Rogers Bridge » Receptive and Expressive Language Delays » Give them something to talk about

My 2 favorite activities that motivate toddlers to talk

"Jessie is AWESOME! She is very patient and has done some serious progress with my son in very short time!"

— Eldijana Muhovic Karačić

Every therapist has a “bag of tricks” with activities proven to motivate a child to talk. It is important to understand that what the adult thinks will be motivating may not be what motivates the child. It is not enough for the child to want to play with a toy or activity. We must have the toy or activity that a child loves enough that it becomes the catalyst for communication.  In other words, is the child willing to respond to your prompts and requests in order to receive the reward of a particular activity or toy? If the answer is no, you have not found the right activity, or your child may not be ready for this level of demand.

In addition to finding the right activity to motivate a child, it is important to understand a child’s capabilities before placing a demand on them. Communication occurs in many different ways and it does not always mean using words. If a child is unable to imitate words, try using eye gaze (looking at the desired item), pointing at the item, sign language, or vocalizations in response to your statement or question. 

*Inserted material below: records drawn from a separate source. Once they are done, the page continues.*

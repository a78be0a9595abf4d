use std::sync::Arc;

use log::{debug, warn};
use tokio::sync::watch;

use super::{mutate, refresh, required};
use crate::api::ApiClient;
use crate::error::{Action, AppError};
use crate::models::{Id, ProjectSummary, User};
use crate::notify::Notifier;

#[derive(Debug, Clone, Default, PartialEq, Eq)]
pub struct TeamState {
    pub projects: Vec<ProjectSummary>,
    pub selected_project: Option<Id>,
    pub members: Vec<User>,
    pub loading: bool,
    pub error: Option<String>,
}

/// Members of one of the user's projects.
///
/// If the project's members cannot be fetched, every user is listed instead.
pub struct TeamPage {
    client: Arc<ApiClient>,
    notifier: Notifier,
    state: watch::Sender<TeamState>,
}

impl TeamPage {
    pub fn new(client: Arc<ApiClient>, notifier: Notifier) -> Self {
        let (state, _) = watch::channel(TeamState {
            loading: true,
            ..TeamState::default()
        });
        Self {
            client,
            notifier,
            state,
        }
    }

    pub fn subscribe(&self) -> watch::Receiver<TeamState> {
        self.state.subscribe()
    }

    pub fn snapshot(&self) -> TeamState {
        self.state.borrow().clone()
    }

    /// Fetches the projects, keeps or picks the selected one, and lists its members.
    pub async fn load(&self) -> Result<(), AppError> {
        self.state.send_modify(|state| state.loading = true);

        let projects = match self.client.get_projects().await {
            Ok(projects) => projects,
            Err(e) => {
                warn!("Failed to load projects: {}", e);
                self.state.send_modify(|state| {
                    state.loading = false;
                    state.error = Some(e.display_message());
                });
                return Err(e);
            }
        };

        let selected = self
            .state
            .borrow()
            .selected_project
            .filter(|id| projects.iter().any(|project| project.id == *id))
            .or_else(|| projects.first().map(|project| project.id));

        let members = match selected {
            Some(project_id) => self.members_of(project_id).await,
            None => Vec::new(),
        };

        self.state.send_replace(TeamState {
            projects,
            selected_project: selected,
            members,
            loading: false,
            error: None,
        });
        Ok(())
    }

    /// Switches to another project and reloads its members.
    pub async fn select_project(&self, project_id: Id) -> Result<(), AppError> {
        self.state
            .send_modify(|state| state.selected_project = Some(project_id));
        self.load().await
    }

    /// Case-insensitive search over name, email and username.
    pub fn search(&self, query: &str) -> Vec<User> {
        self.state
            .borrow()
            .members
            .iter()
            .filter(|user| user.matches(query))
            .cloned()
            .collect()
    }

    /// Adds `email` to the selected project.
    pub async fn invite(&self, email: &str) -> Result<(), AppError> {
        let email = required(email, "Email")?;
        let project_id = self
            .state
            .borrow()
            .selected_project
            .ok_or_else(|| AppError::BadRequest("Select a project first".into()))?;

        mutate(
            &self.notifier,
            Action::AddProjectMember,
            self.client.add_project_member(project_id, &email),
        )
        .await?;
        self.notifier.success(format!("Invitation sent to {}", email));
        refresh(self.load()).await;
        Ok(())
    }

    async fn members_of(&self, project_id: Id) -> Vec<User> {
        match self.client.get_project(project_id).await {
            Ok(project) => project.members.into_iter().map(User::from).collect(),
            Err(e) => {
                debug!("Falling back to all users for project {}: {}", project_id, e);
                match self.client.get_users().await {
                    Ok(users) => users,
                    Err(e) => {
                        warn!("Failed to load users: {}", e);
                        Vec::new()
                    }
                }
            }
        }
    }
}
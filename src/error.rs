//!
//! # Client Error Handling
//!
//! This module defines `AppError`, the single error type returned by every fallible
//! operation in the crate: HTTP calls, durable session storage, configuration and
//! local board reordering.
//!
//! Errors coming back from the Wisecamp API are classified by status code so that
//! callers can tell a permission problem (403) apart from a generic failure, and so
//! that a 401 can trigger the global session teardown. `AppError::user_message`
//! turns an error into the text shown in a toast notification.

use std::fmt;

/// Fallback text when neither the server nor the transport produced a usable message.
pub const GENERIC_MESSAGE: &str = "An unexpected error occurred";

/// Represents all possible errors that can occur within the client.
#[derive(Debug, Clone, PartialEq, Eq)]
pub enum AppError {
    /// The API rejected the credentials or the bearer token (HTTP 401).
    Unauthorized(String),
    /// The caller is authenticated but lacks the required role (HTTP 403).
    Forbidden(String),
    /// The requested resource does not exist (HTTP 404).
    NotFound(String),
    /// Any other client-side rejection (HTTP 4xx).
    BadRequest(String),
    /// The API failed to process the request (HTTP 5xx).
    ServerError(String),
    /// The request never produced a response (connection refused, timeout, ...).
    Network(String),
    /// The response body did not match the expected schema.
    Decode(String),
    /// Reading or writing durable session storage failed.
    Storage(String),
    /// A card move referenced a card or column that is not on the loaded board.
    InvalidMove(String),
    /// An environment variable held an unusable value.
    Config(String),
}

impl AppError {
    /// Classifies a non-success HTTP status together with the server's message.
    pub fn from_status(status: u16, message: impl Into<String>) -> Self {
        let message = message.into();
        match status {
            401 => AppError::Unauthorized(message),
            403 => AppError::Forbidden(message),
            404 => AppError::NotFound(message),
            400..=499 => AppError::BadRequest(message),
            _ => AppError::ServerError(message),
        }
    }

    /// The HTTP status this error corresponds to, if it came from a response.
    pub fn status(&self) -> Option<u16> {
        match self {
            AppError::Unauthorized(_) => Some(401),
            AppError::Forbidden(_) => Some(403),
            AppError::NotFound(_) => Some(404),
            AppError::BadRequest(_) => Some(400),
            AppError::ServerError(_) => Some(500),
            _ => None,
        }
    }

    pub fn is_unauthorized(&self) -> bool {
        matches!(self, AppError::Unauthorized(_))
    }

    pub fn is_forbidden(&self) -> bool {
        matches!(self, AppError::Forbidden(_))
    }

    /// The bare message carried by the variant.
    pub fn message(&self) -> &str {
        match self {
            AppError::Unauthorized(msg)
            | AppError::Forbidden(msg)
            | AppError::NotFound(msg)
            | AppError::BadRequest(msg)
            | AppError::ServerError(msg)
            | AppError::Network(msg)
            | AppError::Decode(msg)
            | AppError::Storage(msg)
            | AppError::InvalidMove(msg)
            | AppError::Config(msg) => msg,
        }
    }

    /// Text for the notification shown after `action` failed with this error.
    ///
    /// Permission failures name the role that may perform the action. Everything
    /// else shows the server's message when it sent one.
    pub fn user_message(&self, action: Action) -> String {
        match self {
            AppError::Forbidden(_) => {
                format!("Only the {} can {}.", action.required_role(), action.describe())
            }
            other => other.display_message(),
        }
    }

    /// Text for a failure with no specific action, such as a rejected login.
    ///
    /// Uses the server's or transport's message; internal failures fall back to
    /// a generic sentence.
    pub fn display_message(&self) -> String {
        match self {
            AppError::Decode(_) | AppError::Storage(_) | AppError::Config(_) => {
                GENERIC_MESSAGE.to_string()
            }
            other if other.message().trim().is_empty() => GENERIC_MESSAGE.to_string(),
            other => other.message().to_string(),
        }
    }
}

impl fmt::Display for AppError {
    fn fmt(&self, f: &mut fmt::Formatter) -> fmt::Result {
        match self {
            AppError::Unauthorized(msg) => write!(f, "Unauthorized: {}", msg),
            AppError::Forbidden(msg) => write!(f, "Forbidden: {}", msg),
            AppError::NotFound(msg) => write!(f, "Not Found: {}", msg),
            AppError::BadRequest(msg) => write!(f, "Bad Request: {}", msg),
            AppError::ServerError(msg) => write!(f, "Server Error: {}", msg),
            AppError::Network(msg) => write!(f, "Network Error: {}", msg),
            AppError::Decode(msg) => write!(f, "Decode Error: {}", msg),
            AppError::Storage(msg) => write!(f, "Storage Error: {}", msg),
            AppError::InvalidMove(msg) => write!(f, "Invalid Move: {}", msg),
            AppError::Config(msg) => write!(f, "Config Error: {}", msg),
        }
    }
}

impl std::error::Error for AppError {}

/// Converts transport-level `reqwest` failures.
///
/// Body decoding failures become `AppError::Decode`; failures that still carry a
/// status are classified by it; the rest are network errors.
impl From<reqwest::Error> for AppError {
    fn from(error: reqwest::Error) -> AppError {
        if error.is_decode() {
            AppError::Decode(error.to_string())
        } else if let Some(status) = error.status() {
            AppError::from_status(status.as_u16(), error.to_string())
        } else {
            AppError::Network(error.to_string())
        }
    }
}

impl From<serde_json::Error> for AppError {
    fn from(error: serde_json::Error) -> AppError {
        AppError::Decode(error.to_string())
    }
}

impl From<std::io::Error> for AppError {
    fn from(error: std::io::Error) -> AppError {
        AppError::Storage(error.to_string())
    }
}

/// A user-initiated mutation, used to phrase failure notifications.
#[derive(Debug, Clone, Copy, PartialEq, Eq)]
pub enum Action {
    CreateProject,
    UpdateProject,
    DeleteProject,
    AddProjectMember,
    RemoveProjectMember,
    CreateBoard,
    UpdateBoard,
    DeleteBoard,
    AddBoardMember,
    RemoveBoardMember,
    CreateColumn,
    UpdateColumn,
    DeleteColumn,
    CreateCard,
    UpdateCard,
    DeleteCard,
    UpdateProfile,
}

impl Action {
    /// The role the API requires for this action.
    pub fn required_role(&self) -> &'static str {
        match self {
            Action::CreateProject | Action::UpdateProfile => "account holder",
            Action::UpdateProject
            | Action::DeleteProject
            | Action::AddProjectMember
            | Action::RemoveProjectMember
            | Action::CreateBoard => "project owner",
            Action::UpdateBoard
            | Action::DeleteBoard
            | Action::AddBoardMember
            | Action::RemoveBoardMember => "board owner",
            Action::CreateColumn
            | Action::UpdateColumn
            | Action::DeleteColumn
            | Action::CreateCard
            | Action::UpdateCard
            | Action::DeleteCard => "board owner or a board member",
        }
    }

    pub fn describe(&self) -> &'static str {
        match self {
            Action::CreateProject => "create projects",
            Action::UpdateProject => "edit this project",
            Action::DeleteProject => "delete this project",
            Action::AddProjectMember => "add members to this project",
            Action::RemoveProjectMember => "remove members from this project",
            Action::CreateBoard => "create boards in this project",
            Action::UpdateBoard => "edit this board",
            Action::DeleteBoard => "delete this board",
            Action::AddBoardMember => "add members to this board",
            Action::RemoveBoardMember => "remove members from this board",
            Action::CreateColumn => "add columns to this board",
            Action::UpdateColumn => "edit columns on this board",
            Action::DeleteColumn => "delete columns from this board",
            Action::CreateCard => "add cards to this board",
            Action::UpdateCard => "edit cards on this board",
            Action::DeleteCard => "delete cards from this board",
            Action::UpdateProfile => "update this profile",
        }
    }
}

Our favorite, fun activities are designed for children that are able to imitate and understand.  While a child may imitate a word without understanding its meaning, they do need to understand the meaning of the word to successfully work on requested and spontaneous word productions. To be sure we are incorporating meaning making in our activities we start with modeling language.  Next, we encourage imitating a word to make a request. Finally, we can encourage spontaneous productions of words by asking questions, asking questions and using gestures (pointing or holding the item) or by giving choices.

When working on language, it is important to target all types of words. Using nouns, verbs, adjectives, and pronouns will help your child combine words into phrases and sentences.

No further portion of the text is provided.